修复 issue #39244 中描述的 CUDA 非法内存访问崩溃。根本原因是 CUDA 图 replay 中填充 token 的隐藏状态退化产生 NaN 门控 logits，导致 topk_softmax 生成重复专家 ID，进而触发 FlashInfer MoE 排序 kernel 的 bug。

# 实现拆解

1. **核心 kernel 修复**：在 `csrc/moe/topk_softmax_kernels.cu` 的 `topkGatingSoftmax` warp kernel 中添加 NaN/Inf clamp，将 NaN/Inf 值置为 0，防止 argmax 循环始终选择专家 0。
2. **扩展至备用路径**：同样修改 `moeSoftmax` 和 `moeSigmoid` kernel，覆盖专家数量非标准（非 2 的幂或 64 的倍数）的情况，确保全面修复。
3. **添加回归测试**：在 `tests/kernels/moe/test_fused_topk.py` 中新增 `test_fused_topk_nan_inf_clamp` 测试，参数化覆盖多种数据类型、评分函数和坏值，验证 clamp 效果和专家 ID 唯一性。
4. **性能验证**：通过微基准测试和端到端测试确认修复无性能开销，并解决高并发下的崩溃问题。

关键文件：
- `csrc/moe/topk_softmax_kernels.cu`（模块 MoE 内核；类别 source；类型 core-logic；符号 topkGatingSoftmax, moeSoftmax, moeSigmoid）: 核心 kernel 文件，添加 NaN/Inf clamp 逻辑，防止重复专家 ID 生成。
- `tests/kernels/moe/test_fused_topk.py`（模块 融合算子测试；类别 test；类型 test-coverage；符号 test_fused_topk_nan_inf_clamp）: 新增回归测试，验证 NaN/Inf clamp 在不同参数组合下的正确性。

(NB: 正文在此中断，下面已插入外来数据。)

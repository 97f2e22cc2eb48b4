//! Diff log manager
//!
//! One `DiffLog` per tracked entity kind. It derives log keys, writes new
//! diffs to the time-series store (and the relation index, when one is
//! attached), and reads diff collections back oldest first.
//!
//! ## Logging Ownership
//!
//! Writes and reads own their boundary events (`log_op_start!` /
//! `log_op_end!` / `log_op_error!`); stores log only at `debug`.

use crate::config::DiffsConfig;
use crate::entity::{EntityRef, KeyFn, KeyScheme};
use crate::errors::{ExError, ExErrorKind, Result};
use crate::index::{IndexEntry, RelationIndex};
use crate::record::{now_timestamp, DiffRecord};
use crate::schema::{
    OP_DIFF_CREATE, OP_DIFF_GET_ALL_FOR_ENTITY, OP_DIFF_GET_FOR_ENTITY, OP_DIFF_GET_LAST,
};
use crate::store::{Order, ScoredMember, TimeSeriesStore};
use crate::{log_op_end, log_op_error, log_op_start};
use serde_json::Value;
use std::sync::Arc;
use std::time::Instant;

/// A fully specified write
#[derive(Debug, Clone, PartialEq)]
pub struct NewDiff {
    pub payload: Value,
    pub created: bool,
    /// Entity whose mutation produced the diff
    pub trigger: EntityRef,
    /// Entity the diff is filed under; equal to `trigger` unless redirected
    pub subject: EntityRef,
    /// Defaults to the current time
    pub timestamp: Option<f64>,
}

impl NewDiff {
    /// A diff filed under the entity that produced it
    pub fn for_entity(entity: EntityRef, payload: Value, created: bool) -> Self {
        Self {
            payload,
            created,
            subject: entity.clone(),
            trigger: entity,
            timestamp: None,
        }
    }

    /// File the diff under another entity
    pub fn redirect_to(mut self, subject: EntityRef) -> Self {
        self.subject = subject;
        self
    }

    pub fn at(mut self, timestamp: f64) -> Self {
        self.timestamp = Some(timestamp);
        self
    }
}

/// Per-kind access to the diff log
#[derive(Clone)]
pub struct DiffLog {
    kind: String,
    keys: KeyScheme,
    store: Arc<dyn TimeSeriesStore>,
    index: Option<Arc<dyn RelationIndex>>,
}

impl DiffLog {
    pub fn new(kind: impl Into<String>, store: Arc<dyn TimeSeriesStore>, config: &DiffsConfig) -> Self {
        Self {
            kind: kind.into(),
            keys: KeyScheme::new(config.key_prefix.clone()),
            store,
            index: None,
        }
    }

    /// Replace the `"{kind}-{id}"` key layout; the namespace prefix still applies
    pub fn with_key_fn(mut self, key_fn: KeyFn) -> Self {
        self.keys = self.keys.with_key_fn(key_fn);
        self
    }

    /// Attach a relation index, enabling [`DiffLog::get_all_for_entity`]
    pub fn with_index(mut self, index: Arc<dyn RelationIndex>) -> Self {
        self.index = Some(index);
        self
    }

    pub fn kind(&self) -> &str {
        &self.kind
    }

    pub fn store(&self) -> &Arc<dyn TimeSeriesStore> {
        &self.store
    }

    pub fn entity(&self, id: &str) -> EntityRef {
        EntityRef::new(self.kind.clone(), id)
    }

    /// Log key for an entity of this log's kind
    pub fn key_for(&self, id: &str) -> String {
        self.keys.key(&self.kind, id)
    }

    /// Record a diff for entity `subject_id` of this log's kind
    pub fn create(
        &self,
        payload: Value,
        created: bool,
        subject_id: &str,
        timestamp: Option<f64>,
    ) -> Result<DiffRecord> {
        let mut diff = NewDiff::for_entity(self.entity(subject_id), payload, created);
        diff.timestamp = timestamp;
        self.create_for(diff)
    }

    /// Record a diff with explicit trigger and subject entities
    ///
    /// The record is appended under the subject's key, built with this log's
    /// key scheme even when the subject is of another kind; logs that redirect
    /// across kinds must share one key function (see [`Registry::with_key_fn`]).
    /// Payload shape is the caller's concern and is never rejected here.
    ///
    /// # Errors
    ///
    /// When the relation index rejects the entry, a newly appended member is
    /// removed from the store again before the error is returned.
    ///
    /// [`Registry::with_key_fn`]: crate::capture::Registry::with_key_fn
    pub fn create_for(&self, diff: NewDiff) -> Result<DiffRecord> {
        let key = self.keys.key_for(&diff.subject);
        log_op_start!(OP_DIFF_CREATE, key = key.as_str(), created = diff.created);
        let start = Instant::now();

        let result = self.create_impl(diff, &key).map_err(|e| {
            log_op_error!(
                OP_DIFF_CREATE,
                e.clone(),
                duration_ms = start.elapsed().as_millis() as u64,
                key = key.as_str()
            );
            e
        })?;

        log_op_end!(
            OP_DIFF_CREATE,
            duration_ms = start.elapsed().as_millis() as u64,
            key = key.as_str()
        );
        Ok(result)
    }

    fn create_impl(&self, diff: NewDiff, key: &str) -> Result<DiffRecord> {
        let timestamp = diff.timestamp.unwrap_or_else(now_timestamp);
        let record = DiffRecord::new(diff.payload, diff.created, timestamp);
        let (member, score) = record.serialize()?;

        let inserted = self.store.append(key, &member, score)?;
        tracing::debug!(key, inserted, score, "appended diff");

        if let Some(index) = &self.index {
            let entry = IndexEntry {
                subject: diff.subject,
                trigger: diff.trigger,
                member,
                score,
            };
            if let Err(e) = index.record(&entry) {
                // A diff the index never saw would be missing from related reads.
                if inserted {
                    self.withdraw(key, &entry.member);
                }
                return Err(e.with_key(key));
            }
        }
        Ok(record)
    }

    fn withdraw(&self, key: &str, member: &[u8]) {
        match self.store.remove(key, member) {
            Ok(removed) => tracing::debug!(key, removed, "withdrew unindexed diff"),
            Err(e) => tracing::warn!(
                key,
                err.code = e.code(),
                "withdrawing unindexed diff failed: {}",
                e
            ),
        }
    }

    /// All diffs filed under `id`, oldest first
    pub fn get_for_entity(&self, id: &str) -> Result<Vec<DiffRecord>> {
        self.read_range(OP_DIFF_GET_FOR_ENTITY, id, 0, -1)
    }

    /// The newest `n` diffs filed under `id`, oldest first
    pub fn get_last(&self, id: &str, n: usize) -> Result<Vec<DiffRecord>> {
        if n == 0 {
            return Ok(Vec::new());
        }
        let start = -(isize::try_from(n).unwrap_or(isize::MAX));
        self.read_range(OP_DIFF_GET_LAST, id, start, -1)
    }

    fn read_range(&self, op: &'static str, id: &str, start: isize, stop: isize) -> Result<Vec<DiffRecord>> {
        let key = self.key_for(id);
        log_op_start!(op, key = key.as_str());
        let timer = Instant::now();

        let result = self
            .store
            .range(&key, start, stop, Order::Ascending)
            .and_then(|members| decode_all(&members))
            .map_err(|e| {
                log_op_error!(
                    op,
                    e.clone(),
                    duration_ms = timer.elapsed().as_millis() as u64,
                    key = key.as_str()
                );
                e.with_entity_id(id)
            })?;

        log_op_end!(
            op,
            duration_ms = timer.elapsed().as_millis() as u64,
            key = key.as_str(),
            count = result.len() as u64
        );
        Ok(result)
    }

    /// Diffs filed under `id` together with diffs `id` triggered elsewhere
    /// and diffs other entities filed under `id`, ordered by timestamp.
    ///
    /// # Errors
    ///
    /// `NotImplemented` when no relation index is attached; the key-only
    /// layout cannot tell which entity triggered a diff.
    pub fn get_all_for_entity(&self, id: &str) -> Result<Vec<DiffRecord>> {
        let entity = self.entity(id);
        log_op_start!(OP_DIFF_GET_ALL_FOR_ENTITY, entity = %entity);
        let timer = Instant::now();

        let result = self.get_all_impl(&entity).map_err(|e| {
            log_op_error!(
                OP_DIFF_GET_ALL_FOR_ENTITY,
                e.clone(),
                duration_ms = timer.elapsed().as_millis() as u64
            );
            e
        })?;

        log_op_end!(
            OP_DIFF_GET_ALL_FOR_ENTITY,
            duration_ms = timer.elapsed().as_millis() as u64,
            count = result.len() as u64
        );
        Ok(result)
    }

    fn get_all_impl(&self, entity: &EntityRef) -> Result<Vec<DiffRecord>> {
        let index = self.index.as_ref().ok_or_else(|| {
            ExError::new(ExErrorKind::NotImplemented)
                .with_op(OP_DIFF_GET_ALL_FOR_ENTITY)
                .with_entity_id(entity.to_string())
                .with_message("no relation index attached to this diff log")
        })?;

        index
            .related(entity)?
            .iter()
            .map(|row| DiffRecord::deserialize(&row.member, row.score))
            .collect()
    }

    /// `(oldest, newest)` timestamps filed under `id`
    pub fn bounds(&self, id: &str) -> Result<Option<(f64, f64)>> {
        let key = self.key_for(id);
        let min = self.store.min_score(&key)?;
        let max = self.store.max_score(&key)?;
        Ok(min.zip(max))
    }
}

impl std::fmt::Debug for DiffLog {
    fn fmt(&self, f: &mut std::fmt::Formatter<'_>) -> std::fmt::Result {
        f.debug_struct("DiffLog")
            .field("kind", &self.kind)
            .field("keys", &self.keys)
            .field("indexed", &self.index.is_some())
            .finish_non_exhaustive()
    }
}

fn decode_all(members: &[ScoredMember]) -> Result<Vec<DiffRecord>> {
    members
        .iter()
        .map(|m| DiffRecord::deserialize(&m.member, m.score))
        .collect()
}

关键符号：topkGatingSoftmax, moeSoftmax, moeSigmoid, test_fused_topk_nan_inf_clamp

## 关键源码片段

### `tests/kernels/moe/test_fused_topk.py`

新增回归测试，验证 NaN/Inf clamp 在不同参数组合下的正确性。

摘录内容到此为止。